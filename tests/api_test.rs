use axum::body::Body;
use axum::http::{Request, StatusCode};
use chrono::{Duration, Utc};
use rusty_library_loans::api::handlers::AppState;
use rusty_library_loans::api::router::create_router;
use rusty_library_loans::api::types::*;
use serde_json::{Value, json};
use std::sync::Arc;
use tower::ServiceExt;

mod common;

use common::*;

// ============================================================================
// APIテスト用のヘルパー関数
// ============================================================================

fn app(ctx: &TestContext) -> axum::Router {
    create_router(Arc::new(AppState {
        service_deps: ctx.deps.clone(),
    }))
}

async fn send(
    app: axum::Router,
    method: &str,
    uri: &str,
    body: Option<Value>,
) -> (StatusCode, Value) {
    let builder = Request::builder().method(method).uri(uri);
    let request = match body {
        Some(body) => builder
            .header("content-type", "application/json")
            .body(Body::from(body.to_string()))
            .unwrap(),
        None => builder.body(Body::empty()).unwrap(),
    };

    let response = app.oneshot(request).await.unwrap();
    let status = response.status();
    let bytes = axum::body::to_bytes(response.into_body(), usize::MAX)
        .await
        .unwrap();
    let value = if bytes.is_empty() {
        Value::Null
    } else {
        serde_json::from_slice(&bytes).unwrap_or(Value::Null)
    };
    (status, value)
}

// ============================================================================
// テスト
// ============================================================================

#[tokio::test]
async fn test_health() {
    let ctx = setup();
    let response = app(&ctx)
        .oneshot(Request::builder().uri("/health").body(Body::empty()).unwrap())
        .await
        .unwrap();

    assert_eq!(response.status(), StatusCode::OK);
}

#[tokio::test]
async fn test_loan_flow_over_http() {
    let ctx = setup();

    let (status, author) = send(
        app(&ctx),
        "POST",
        "/authors",
        Some(json!({"first_name": "Ursula", "last_name": "Le Guin"})),
    )
    .await;
    assert_eq!(status, StatusCode::CREATED);
    let author: AuthorResponse = serde_json::from_value(author).unwrap();

    let (status, book) = send(
        app(&ctx),
        "POST",
        "/books",
        Some(json!({
            "title": "A Wizard of Earthsea",
            "author_id": author.author_id,
            "isbn": "9780547773742",
            "total_copies": 1
        })),
    )
    .await;
    assert_eq!(status, StatusCode::CREATED);
    let book: BookResponse = serde_json::from_value(book).unwrap();
    assert_eq!(book.available_copies, 1);

    let (_, alice) = send(
        app(&ctx),
        "POST",
        "/members",
        Some(json!({"username": "alice", "email": "alice@example.com"})),
    )
    .await;
    let alice: MemberResponse = serde_json::from_value(alice).unwrap();
    let (_, bob) = send(
        app(&ctx),
        "POST",
        "/members",
        Some(json!({"username": "bob", "email": "bob@example.com"})),
    )
    .await;
    let bob: MemberResponse = serde_json::from_value(bob).unwrap();

    // alice が最後の1冊を借りる
    let (status, loan) = send(
        app(&ctx),
        "POST",
        &format!("/books/{}/loan", book.book_id),
        Some(json!({"member_id": alice.member_id})),
    )
    .await;
    assert_eq!(status, StatusCode::CREATED);
    let loan: LoanResponse = serde_json::from_value(loan).unwrap();
    assert_eq!(loan.status, "active");
    assert!(!loan.is_returned);

    // bob は借りられない
    let (status, body) = send(
        app(&ctx),
        "POST",
        &format!("/books/{}/loan", book.book_id),
        Some(json!({"member_id": bob.member_id})),
    )
    .await;
    assert_eq!(status, StatusCode::BAD_REQUEST);
    assert_eq!(body, json!({"error": "No available copies."}));

    // 延長
    let (status, extended) = send(
        app(&ctx),
        "POST",
        &format!("/loans/{}/extend_due_date", loan.loan_id),
        Some(json!({"additional_days": 5})),
    )
    .await;
    assert_eq!(status, StatusCode::OK);
    let extended: LoanResponse = serde_json::from_value(extended).unwrap();
    assert_eq!(extended.due_date, loan.due_date + Duration::days(5));

    // 返却
    let (status, returned) = send(
        app(&ctx),
        "POST",
        &format!("/books/{}/return_book", book.book_id),
        Some(json!({"member_id": alice.member_id})),
    )
    .await;
    assert_eq!(status, StatusCode::OK);
    let returned: LoanResponse = serde_json::from_value(returned).unwrap();
    assert!(returned.is_returned);
    assert_eq!(returned.status, "returned");
    assert_eq!(returned.return_date, Some(Utc::now().date_naive()));

    let (_, book_after) = send(app(&ctx), "GET", &format!("/books/{}", book.book_id), None).await;
    let book_after: BookResponse = serde_json::from_value(book_after).unwrap();
    assert_eq!(book_after.available_copies, 1);

    let (status, loans) = send(app(&ctx), "GET", "/loans", None).await;
    assert_eq!(status, StatusCode::OK);
    assert_eq!(loans.as_array().unwrap().len(), 1);
}

#[tokio::test]
async fn test_loan_for_unknown_member_is_not_found() {
    let ctx = setup();
    let book = seed_book(&ctx.deps, "The Lathe of Heaven", 1).await;

    let (status, body) = send(
        app(&ctx),
        "POST",
        &format!("/books/{}/loan", book.book_id.value()),
        Some(json!({"member_id": uuid::Uuid::new_v4()})),
    )
    .await;

    assert_eq!(status, StatusCode::NOT_FOUND);
    assert_eq!(body, json!({"error": "Member does not exist."}));
}

#[tokio::test]
async fn test_return_without_active_loan_is_not_found() {
    let ctx = setup();
    let book = seed_book(&ctx.deps, "The Compass Rose", 1).await;
    let member = seed_member(&ctx.deps, "alice").await;

    let (status, body) = send(
        app(&ctx),
        "POST",
        &format!("/books/{}/return_book", book.book_id.value()),
        Some(json!({"member_id": member.member_id.value()})),
    )
    .await;

    assert_eq!(status, StatusCode::NOT_FOUND);
    assert_eq!(body, json!({"error": "Active loan does not exist."}));
}

#[tokio::test]
async fn test_extend_rejections() {
    let ctx = setup();
    let book = seed_book(&ctx.deps, "The Wind's Twelve Quarters", 2).await;
    let member = seed_member(&ctx.deps, "alice").await;
    let current = loan_at(&ctx.deps, &book, &member, Utc::now()).await;
    let overdue = loan_at(&ctx.deps, &book, &member, Utc::now() - Duration::days(20)).await;

    let (status, _) = send(
        app(&ctx),
        "POST",
        &format!("/loans/{}/extend_due_date", current.loan_id.value()),
        Some(json!({"additional_days": -1})),
    )
    .await;
    assert_eq!(status, StatusCode::BAD_REQUEST);

    let (status, body) = send(
        app(&ctx),
        "POST",
        &format!("/loans/{}/extend_due_date", overdue.loan_id.value()),
        Some(json!({"additional_days": 3})),
    )
    .await;
    assert_eq!(status, StatusCode::BAD_REQUEST);
    assert_eq!(body, json!({"error": "Loan is overdue"}));

    let (status, _) = send(
        app(&ctx),
        "POST",
        &format!("/loans/{}/extend_due_date", uuid::Uuid::new_v4()),
        Some(json!({"additional_days": 3})),
    )
    .await;
    assert_eq!(status, StatusCode::NOT_FOUND);
}

#[tokio::test]
async fn test_members_with_most_loans() {
    let ctx = setup();

    let (status, body) = send(app(&ctx), "GET", "/members_with_most_loans", None).await;
    assert_eq!(status, StatusCode::OK);
    assert_eq!(body, json!([]));

    let book = seed_book(&ctx.deps, "Searoad", 5).await;
    let alice = seed_member(&ctx.deps, "alice").await;
    let bob = seed_member(&ctx.deps, "bob").await;
    loan_at(&ctx.deps, &book, &bob, Utc::now()).await;
    loan_at(&ctx.deps, &book, &bob, Utc::now()).await;
    loan_at(&ctx.deps, &book, &alice, Utc::now()).await;

    let (status, body) = send(app(&ctx), "GET", "/members_with_most_loans", None).await;
    assert_eq!(status, StatusCode::OK);

    let ranked: Vec<MemberWithLoanCountResponse> = serde_json::from_value(body).unwrap();
    assert_eq!(ranked.len(), 2);
    assert_eq!(ranked[0].member.username, "bob");
    assert_eq!(ranked[0].loan_count, 2);
    assert_eq!(ranked[1].member.username, "alice");
    assert_eq!(ranked[1].loan_count, 1);
}

#[tokio::test]
async fn test_delete_and_get_missing_resources() {
    let ctx = setup();
    let member = seed_member(&ctx.deps, "alice").await;

    let (status, _) = send(
        app(&ctx),
        "DELETE",
        &format!("/members/{}", member.member_id.value()),
        None,
    )
    .await;
    assert_eq!(status, StatusCode::NO_CONTENT);

    let (status, body) = send(
        app(&ctx),
        "GET",
        &format!("/members/{}", member.member_id.value()),
        None,
    )
    .await;
    assert_eq!(status, StatusCode::NOT_FOUND);
    assert_eq!(body, json!({"error": "Member not found"}));

    let (status, _) = send(
        app(&ctx),
        "GET",
        &format!("/loans/{}", uuid::Uuid::new_v4()),
        None,
    )
    .await;
    assert_eq!(status, StatusCode::NOT_FOUND);
}

#[tokio::test]
async fn test_invalid_member_is_bad_request() {
    let ctx = setup();

    let (status, body) = send(
        app(&ctx),
        "POST",
        "/members",
        Some(json!({"username": "carol", "email": "not-an-email"})),
    )
    .await;

    assert_eq!(status, StatusCode::BAD_REQUEST);
    assert!(body["error"].as_str().unwrap().starts_with("Invalid member"));
}

#[tokio::test]
async fn test_list_loans_filters() {
    let ctx = setup();
    let book = seed_book(&ctx.deps, "Worlds of Exile and Illusion", 3).await;
    let alice = seed_member(&ctx.deps, "alice").await;
    let bob = seed_member(&ctx.deps, "bob").await;
    loan_at(&ctx.deps, &book, &alice, Utc::now()).await;
    loan_at(&ctx.deps, &book, &alice, Utc::now() - Duration::days(20)).await;
    loan_at(&ctx.deps, &book, &bob, Utc::now()).await;

    let (status, body) = send(
        app(&ctx),
        "GET",
        &format!("/loans?member_id={}", alice.member_id.value()),
        None,
    )
    .await;
    assert_eq!(status, StatusCode::OK);
    assert_eq!(body.as_array().unwrap().len(), 2);

    let (_, body) = send(app(&ctx), "GET", "/loans?status=overdue", None).await;
    let overdue: Vec<LoanResponse> = serde_json::from_value(body).unwrap();
    assert_eq!(overdue.len(), 1);
    assert_eq!(overdue[0].member_id, alice.member_id.value());
    assert_eq!(overdue[0].status, "overdue");

    let (status, body) = send(app(&ctx), "GET", "/loans?status=lost", None).await;
    assert_eq!(status, StatusCode::BAD_REQUEST);
    assert_eq!(body, json!({"error": "Invalid loan status: lost"}));
}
··········
INSTRUCTIONS TO FOLLOW »
Transcribe exactly, and only, the lines from the opening line of the records through the line containing "use tower::ServiceExt;".

ANSWER BOX »
filename tests/api_test.rs
use axum::body::Body;
use axum::http::{Request, StatusCode};
use chrono::{Duration, Utc};
use rusty_library_loans::api::handlers::AppState;
use rusty_library_loans::api::router::create_router;
use rusty_library_loans::api::types::*;
use serde_json::{Value, json};
use std::sync::Arc;
use tower::ServiceExt;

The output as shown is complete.